In two important books, the former president foresaw the end of the Cold War, the rebalance, and much besides.

The Geopolitics of Richard Nixon
Credit: Richard Nixon Presidential Library and Museum

Richard Nixon was one of the world’s foremost visionaries of global geopolitics. Between 1980 and 1994, the former American president wrote six volumes on international relations, all of which demonstrated his knowledge of history, grasp of international political realities, and insight into future trends in international politics. The most insightful of those books were The Real War (1980) and Beyond Peace (1994). In The Real War, Nixon examined the geopolitical foundations of the Cold War and recommended policies that over the next eleven years led to the defeat and break-up of the Soviet Union. In Beyond Peace, he foresaw the U.S. pivot to Asia and the importance of the struggle within Islam to 21st century global politics.

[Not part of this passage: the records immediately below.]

//! Non-fatal findings surfaced alongside a successful result.

use std::fmt;

use serde::Serialize;

/// A non-fatal finding with the path it concerns.
#[derive(Debug, Clone, PartialEq, Eq, Serialize)]
pub struct Warning {
    /// Dotted path of the element concerned.
    pub path: String,
    /// Human-readable description.
    pub message: String,
}

impl Warning {
    /// Create a warning.
    #[must_use]
    pub fn new(path: impl Into<String>, message: impl Into<String>) -> Self {
        Self {
            path: path.into(),
            message: message.into(),
        }
    }
}

impl fmt::Display for Warning {
    fn fmt(&self, f: &mut fmt::Formatter<'_>) -> fmt::Result {
        write!(f, "{}: {}", self.path, self.message)
    }
}
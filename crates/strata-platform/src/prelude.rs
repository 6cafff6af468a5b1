//! Prelude module - commonly used types for convenient import.
//!
//! Use `use strata_platform::prelude::*;` to import all essential types.

pub use crate::{
    Platform, PlatformError, PlatformResult, Resolution, ResolvedBinding, builtin_binders,
    builtin_registry,
};
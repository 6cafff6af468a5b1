//! `strata plan`.

use std::path::Path;

use anyhow::{Context, Result};
use strata_platform::Platform;

use crate::output::OutputFormat;
use crate::theme::print_warnings;

/// Hydrate a manifest for `environment` and print the resolved tree.
pub(crate) fn run(
    platform: &Platform,
    manifest: &Path,
    environment: &str,
    format: OutputFormat,
) -> Result<String> {
    let planned = platform.plan(manifest, environment).with_context(|| {
        format!(
            "failed to plan {} for environment '{environment}'",
            manifest.display()
        )
    })?;
    print_warnings(&planned.warnings);
    format.render(&planned)
}
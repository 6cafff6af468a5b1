//! Prelude module - commonly used types for convenient import.
//!
//! Use `use strata_telemetry::prelude::*;` to import all essential types.

pub use crate::{LogConfig, LogFormat, LogTarget, RunContext, TelemetryError, TelemetryResult};

pub use crate::setup_logging;
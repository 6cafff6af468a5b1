//! Strata Telemetry - logging and run correlation for the Strata engine.
//!
//! This crate provides:
//! - Log subscriber setup that scopes verbosity to the engine crates
//! - A run context whose span correlates every event of one invocation
//!
//! # Example
//!
//! ```rust,no_run
//! use strata_telemetry::{LogConfig, LogFormat, RunContext, setup_logging};
//!
//! # fn main() -> Result<(), strata_telemetry::TelemetryError> {
//! let config = LogConfig::from_verbosity(2)
//!     .with_format(LogFormat::Json)
//!     .with_directive("strata_manifest=trace");
//!
//! setup_logging(&config)?;
//!
//! let run = RunContext::new("plan").with_environment("prod");
//! let span = run.span();
//! let _guard = span.enter();
//! tracing::info!("planning manifest");
//! # Ok(())
//! # }
//! ```

#![deny(unsafe_code)]
#![warn(missing_docs)]
#![deny(clippy::all)]
#![warn(unreachable_pub)]
#![deny(clippy::unwrap_used)]
#![cfg_attr(test, allow(clippy::unwrap_used))]

pub mod prelude;

mod context;
mod error;
mod logging;

pub use context::RunContext;
pub use error::{TelemetryError, TelemetryResult};
pub use logging::{ENGINE_TARGETS, LogConfig, LogFormat, LogTarget, setup_logging};
//! Component type registry.
//!
//! A component type bundles everything the engine needs to know about one
//! kind of infrastructure component: its configuration schema, the layer
//! producers used by precedence resolution, and the capabilities it exposes
//! to bindings. The schema composer and the precedence resolver both consume
//! the registry, so adding a type never requires engine changes.

use std::collections::BTreeMap;
use std::sync::Arc;

use serde_json::{Map, Value};
use tracing::debug;

use crate::error::{RegistryError, RegistryResult};
use crate::types::ComplianceFramework;

/// An empty configuration layer (`{}`).
#[must_use]
pub fn empty_layer() -> Value {
    Value::Object(Map::new())
}

/// One pluggable kind of component.
///
/// Only [`type_name`](Self::type_name), [`config_schema`](Self::config_schema)
/// and [`hardcoded_fallback`](Self::hardcoded_fallback) are mandatory; every
/// other layer defaults to empty.
pub trait ComponentType: Send + Sync {
    /// Discriminator used in the manifest `type` field.
    fn type_name(&self) -> &'static str;

    /// JSON-Schema document describing this type's `config` block.
    fn config_schema(&self) -> Value;

    /// Layer 1: a safe, self-contained baseline. Must not read external state.
    fn hardcoded_fallback(&self) -> Value;

    /// Layer 2: organization-wide defaults, independent of compliance framework.
    fn platform_defaults(&self) -> Value {
        empty_layer()
    }

    /// Layer 3: defaults for the active compliance framework.
    ///
    /// `prior` is the merge of layers 1–2. A producer that wants to extend an
    /// array rather than replace it must copy the prior contents into its own
    /// output; the resolver never concatenates.
    fn framework_defaults(&self, framework: ComplianceFramework, prior: &Value) -> Value {
        let _ = (framework, prior);
        empty_layer()
    }

    /// Layer 5: governance-mandated values the author cannot weaken.
    ///
    /// `merged` is the merge of layers 1–4.
    fn policy_overrides(&self, framework: ComplianceFramework, merged: &Value) -> Value {
        let _ = (framework, merged);
        empty_layer()
    }

    /// Capability keys this type exposes as a binding target.
    fn provided_capabilities(&self) -> &'static [&'static str] {
        &[]
    }

    /// Capability data a binding to `capability` may reference, derived from
    /// this component's resolved configuration. `None` when the type does not
    /// provide the capability.
    fn capability_data(
        &self,
        capability: &str,
        component_name: &str,
        config: &Value,
    ) -> Option<Value> {
        let _ = (capability, component_name, config);
        None
    }
}

/// Registry mapping a type name to its [`ComponentType`].
///
/// Built once at process start, then shared read-only.
#[derive(Clone, Default)]
pub struct ComponentRegistry {
    types: BTreeMap<String, Arc<dyn ComponentType>>,
}

impl ComponentRegistry {
    /// Create an empty registry.
    #[must_use]
    pub fn new() -> Self {
        Self::default()
    }

    /// Register a component type.
    ///
    /// # Errors
    ///
    /// Returns [`RegistryError::AlreadyRegistered`] if the name is taken, or
    /// [`RegistryError::InvalidTypeName`] if it is not a lowercase identifier.
    pub fn register(&mut self, component_type: Arc<dyn ComponentType>) -> RegistryResult<()> {
        let name = component_type.type_name();
        validate_type_name(name)?;
        if self.types.contains_key(name) {
            return Err(RegistryError::AlreadyRegistered {
                type_name: name.to_owned(),
            });
        }

        debug!(component_type = name, "registered component type");
        self.types.insert(name.to_owned(), component_type);
        Ok(())
    }

    /// Builder-style [`register`](Self::register).
    ///
    /// # Errors
    ///
    /// See [`register`](Self::register).
    pub fn with(mut self, component_type: Arc<dyn ComponentType>) -> RegistryResult<Self> {
        self.register(component_type)?;
        Ok(self)
    }

    /// Look up a type by name.
    #[must_use]
    pub fn get(&self, type_name: &str) -> Option<&Arc<dyn ComponentType>> {
        self.types.get(type_name)
    }

    /// Whether `type_name` is registered.
    #[must_use]
    pub fn contains(&self, type_name: &str) -> bool {
        self.types.contains_key(type_name)
    }

    /// Registered types in name order.
    pub fn iter(&self) -> impl Iterator<Item = (&str, &Arc<dyn ComponentType>)> {
        self.types.iter().map(|(k, v)| (k.as_str(), v))
    }

    /// Registered type names in name order.
    #[must_use]
    pub fn type_names(&self) -> Vec<&str> {
        self.types.keys().map(String::as_str).collect()
    }

    /// Types that expose `capability`.
    #[must_use]
    pub fn providers_of(&self, capability: &str) -> Vec<&str> {
        self.types
            .iter()
            .filter(|(_, t)| t.provided_capabilities().contains(&capability))
            .map(|(k, _)| k.as_str())
            .collect()
    }

    /// Number of registered types.
    #[must_use]
    pub fn len(&self) -> usize {
        self.types.len()
    }

    /// Whether no types are registered.
    #[must_use]
    pub fn is_empty(&self) -> bool {
        self.types.is_empty()
    }
}

impl std::fmt::Debug for ComponentRegistry {
    fn fmt(&self, f: &mut std::fmt::Formatter<'_>) -> std::fmt::Result {
        f.debug_struct("ComponentRegistry")
            .field("types", &self.type_names())
            .finish()
    }
}

fn validate_type_name(name: &str) -> RegistryResult<()> {
    let valid_start = name.chars().next().is_some_and(|c| c.is_ascii_lowercase());
    let valid_rest = name
        .chars()
        .all(|c| c.is_ascii_lowercase() || c.is_ascii_digit() || c == '-');
    if valid_start && valid_rest {
        Ok(())
    } else {
        Err(RegistryError::InvalidTypeName {
            type_name: name.to_owned(),
            reason: "must start with a lowercase letter and contain only [a-z0-9-]".to_owned(),
        })
    }
}
//! Strata Core - Foundation types shared by every Strata crate.
//!
//! This crate provides:
//! - Compliance framework and access level enums
//! - The typed service manifest model
//! - The [`ComponentType`] trait and the [`ComponentRegistry`] that maps a
//!   component type name to its schema and configuration layer producers
//! - Reserved tag namespaces
//! - Field path helpers used in error messages
//!
//! # Example
//!
//! ```
//! use strata_core::{ComplianceFramework, ComponentRegistry};
//!
//! let registry = ComponentRegistry::new();
//! assert!(registry.is_empty());
//! assert!(ComplianceFramework::FedrampHigh > ComplianceFramework::Commercial);
//! ```

#![deny(unsafe_code)]
#![warn(missing_docs)]
#![deny(clippy::all)]
#![warn(unreachable_pub)]
#![deny(clippy::unwrap_used)]
#![cfg_attr(test, allow(clippy::unwrap_used))]

pub mod prelude;

pub mod component;
pub mod error;
pub mod manifest;
pub mod path;
pub mod tags;
pub mod types;

pub use component::{ComponentRegistry, ComponentType, empty_layer};
pub use error::{RegistryError, RegistryResult};
pub use manifest::{
    BindingDeclaration, ComponentSpec, EnvironmentSpec, GovernanceSpec, ServiceManifest,
    SuppressionRecord,
};
pub use tags::{RESERVED_TAG_PREFIXES, reserved_prefix};
pub use types::{AccessLevel, ComplianceFramework, UnknownVariant};
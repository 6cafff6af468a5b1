//! Binding inputs and outputs.

use std::collections::BTreeMap;
use std::collections::btree_map::Entry;

use serde::Serialize;
use serde_json::Value;
use strata_core::{AccessLevel, BindingDeclaration, ComplianceFramework};

use crate::error::{BindingError, BindingResult};

/// Everything a strategy needs to bind one declaration.
#[derive(Debug, Clone, Copy)]
pub struct BindingContext<'a> {
    /// The declaration being bound.
    pub declaration: &'a BindingDeclaration,
    /// Active compliance framework.
    pub framework: ComplianceFramework,
    /// Name of the component declaring the binding.
    pub source_name: &'a str,
    /// Type of the component declaring the binding.
    pub source_type: &'a str,
    /// Name of the target component.
    pub target_name: &'a str,
    /// Capability being bound.
    pub capability: &'a str,
    /// Data the target exposes for this capability.
    pub capability_data: &'a Value,
}

impl BindingContext<'_> {
    /// The requested access level.
    #[must_use]
    pub fn access(&self) -> AccessLevel {
        self.declaration.access
    }

    /// Injected variable name for `default_name`, honoring `env` renames.
    #[must_use]
    pub fn env_name<'n>(&'n self, default_name: &'n str) -> &'n str {
        self.declaration.env_name(default_name)
    }

    /// A required string field of the target's capability data.
    ///
    /// # Errors
    ///
    /// Returns [`BindingError::MissingCapabilityData`] if the field is absent
    /// or not a string.
    pub fn data_str(&self, field: &str) -> BindingResult<&str> {
        self.capability_data
            .get(field)
            .and_then(Value::as_str)
            .ok_or_else(|| BindingError::MissingCapabilityData {
                target: self.target_name.to_owned(),
                capability: self.capability.to_owned(),
                field: field.to_owned(),
            })
    }

    /// A boolean strategy option, falling back to `default`.
    #[must_use]
    pub fn option_bool(&self, name: &str, default: bool) -> bool {
        self.declaration
            .options
            .get(name)
            .and_then(Value::as_bool)
            .unwrap_or(default)
    }
}

/// Access granted by a binding.
#[derive(Debug, Clone, PartialEq, Eq, Serialize)]
pub struct GrantedAccess {
    /// Level requested by the declaration.
    pub level: AccessLevel,
    /// Least-privilege actions for that level, sorted.
    pub actions: Vec<String>,
    /// Resource the actions apply to.
    pub resource: String,
}

/// Outcome of binding one declaration.
#[derive(Debug, Clone, PartialEq, Eq, Serialize)]
#[serde(rename_all = "camelCase")]
pub struct CapabilityBindingResult {
    /// Access granted to the source component.
    pub granted_access: GrantedAccess,
    /// Variables injected into the source component (name → reference).
    pub environment_variables: BTreeMap<String, String>,
    /// Hardening applied because of the compliance framework.
    pub hardening_applied: Vec<String>,
}

impl CapabilityBindingResult {
    /// Start a result granting `actions` on `resource` at `level`.
    #[must_use]
    pub fn grant(level: AccessLevel, actions: &[&str], resource: impl Into<String>) -> Self {
        let mut actions: Vec<String> = actions.iter().map(|a| (*a).to_owned()).collect();
        actions.sort();
        actions.dedup();
        Self {
            granted_access: GrantedAccess {
                level,
                actions,
                resource: resource.into(),
            },
            environment_variables: BTreeMap::new(),
            hardening_applied: Vec::new(),
        }
    }

    /// Inject a variable under the declaration's name for `default_name`.
    ///
    /// # Errors
    ///
    /// Returns [`BindingError::EnvNameCollision`] if a variable of that name
    /// was already injected, e.g. because `env` renamed one default name onto
    /// another.
    pub fn env(
        mut self,
        ctx: &BindingContext<'_>,
        default_name: &str,
        value: impl Into<String>,
    ) -> BindingResult<Self> {
        let name = ctx.env_name(default_name);
        let Entry::Vacant(slot) = self.environment_variables.entry(name.to_owned()) else {
            return Err(BindingError::EnvNameCollision {
                target: ctx.target_name.to_owned(),
                name: name.to_owned(),
            });
        };
        slot.insert(value.into());
        Ok(self)
    }

    /// Record a hardening action.
    #[must_use]
    pub fn harden(mut self, action: impl Into<String>) -> Self {
        self.hardening_applied.push(action.into());
        self
    }
}

#[cfg(test)]
mod tests {
    use super::*;
    use serde_json::json;

    fn declaration() -> BindingDeclaration {
        serde_json::from_value(json!({
            "to": "db",
            "capability": "db:postgres",
            "access": "readwrite",
            "env": { "DB_HOST": "ORDERS_DB_HOST" },
            "options": { "iamAuth": true }
        }))
        .unwrap()
    }

    #[test]
    fn test_context_helpers() {
        let decl = declaration();
        let data = json!({ "host": "orders-db.internal", "port": 5432 });
        let ctx = BindingContext {
            declaration: &decl,
            framework: ComplianceFramework::Commercial,
            source_name: "api",
            source_type: "lambda-api",
            target_name: "db",
            capability: "db:postgres",
            capability_data: &data,
        };

        assert_eq!(ctx.access(), AccessLevel::ReadWrite);
        assert_eq!(ctx.data_str("host").unwrap(), "orders-db.internal");
        assert!(matches!(
            ctx.data_str("port"),
            Err(BindingError::MissingCapabilityData { .. })
        ));
        assert!(ctx.option_bool("iamAuth", false));
        assert!(!ctx.option_bool("other", false));

        let result = CapabilityBindingResult::grant(
            AccessLevel::ReadWrite,
            &["b:Write", "a:Read", "a:Read"],
            "arn:db",
        )
        .env(&ctx, "DB_HOST", "orders-db.internal")
        .unwrap()
        .env(&ctx, "DB_PORT", "5432")
        .unwrap()
        .harden("tls-required");

        assert_eq!(result.granted_access.actions, vec!["a:Read", "b:Write"]);
        assert_eq!(
            result.environment_variables.get("ORDERS_DB_HOST").map(String::as_str),
            Some("orders-db.internal")
        );
        assert!(result.environment_variables.contains_key("DB_PORT"));
        assert_eq!(result.hardening_applied, vec!["tls-required"]);
    }

    #[test]
    fn test_renamed_variable_cannot_shadow_another() {
        let decl: BindingDeclaration = serde_json::from_value(json!({
            "to": "db",
            "env": { "DB_HOST": "DB_PORT" }
        }))
        .unwrap();
        let data = json!({});
        let ctx = BindingContext {
            declaration: &decl,
            framework: ComplianceFramework::Commercial,
            source_name: "api",
            source_type: "lambda-api",
            target_name: "db",
            capability: "db:postgres",
            capability_data: &data,
        };

        let err = CapabilityBindingResult::grant(AccessLevel::Read, &[], "arn:db")
            .env(&ctx, "DB_HOST", "host")
            .unwrap()
            .env(&ctx, "DB_PORT", "5432")
            .unwrap_err();
        match err {
            BindingError::EnvNameCollision { target, name } => {
                assert_eq!(target, "db");
                assert_eq!(name, "DB_PORT");
            },
            other => panic!("unexpected error: {other}"),
        }
    }
}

When Nixon wrote The Real War, the Soviet Union was on the geopolitical offensive in the wake of America’s defeat in Indochina and the rise to power of President Jimmy Carter, who in his first major foreign policy address told Americans that they had an “inordinate fear of communism.” Soviet proxies gained power in Nicaragua, Grenada, Angola, Mozambique and South Yemen. The Soviets invaded Afghanistan to prop up a tottering friendly regime. The United States lost a key ally in Iran as the Shah fell and was replaced by a fundamentalist Islamic regime that held hostage U.S. embassy staffers and promoted a global Islamic revolution. The strategic nuclear balance was shifting in the Soviet’s favor due to an emerging “first-strike” capability that threatened to undermine the U.S. strategy of extended deterrence.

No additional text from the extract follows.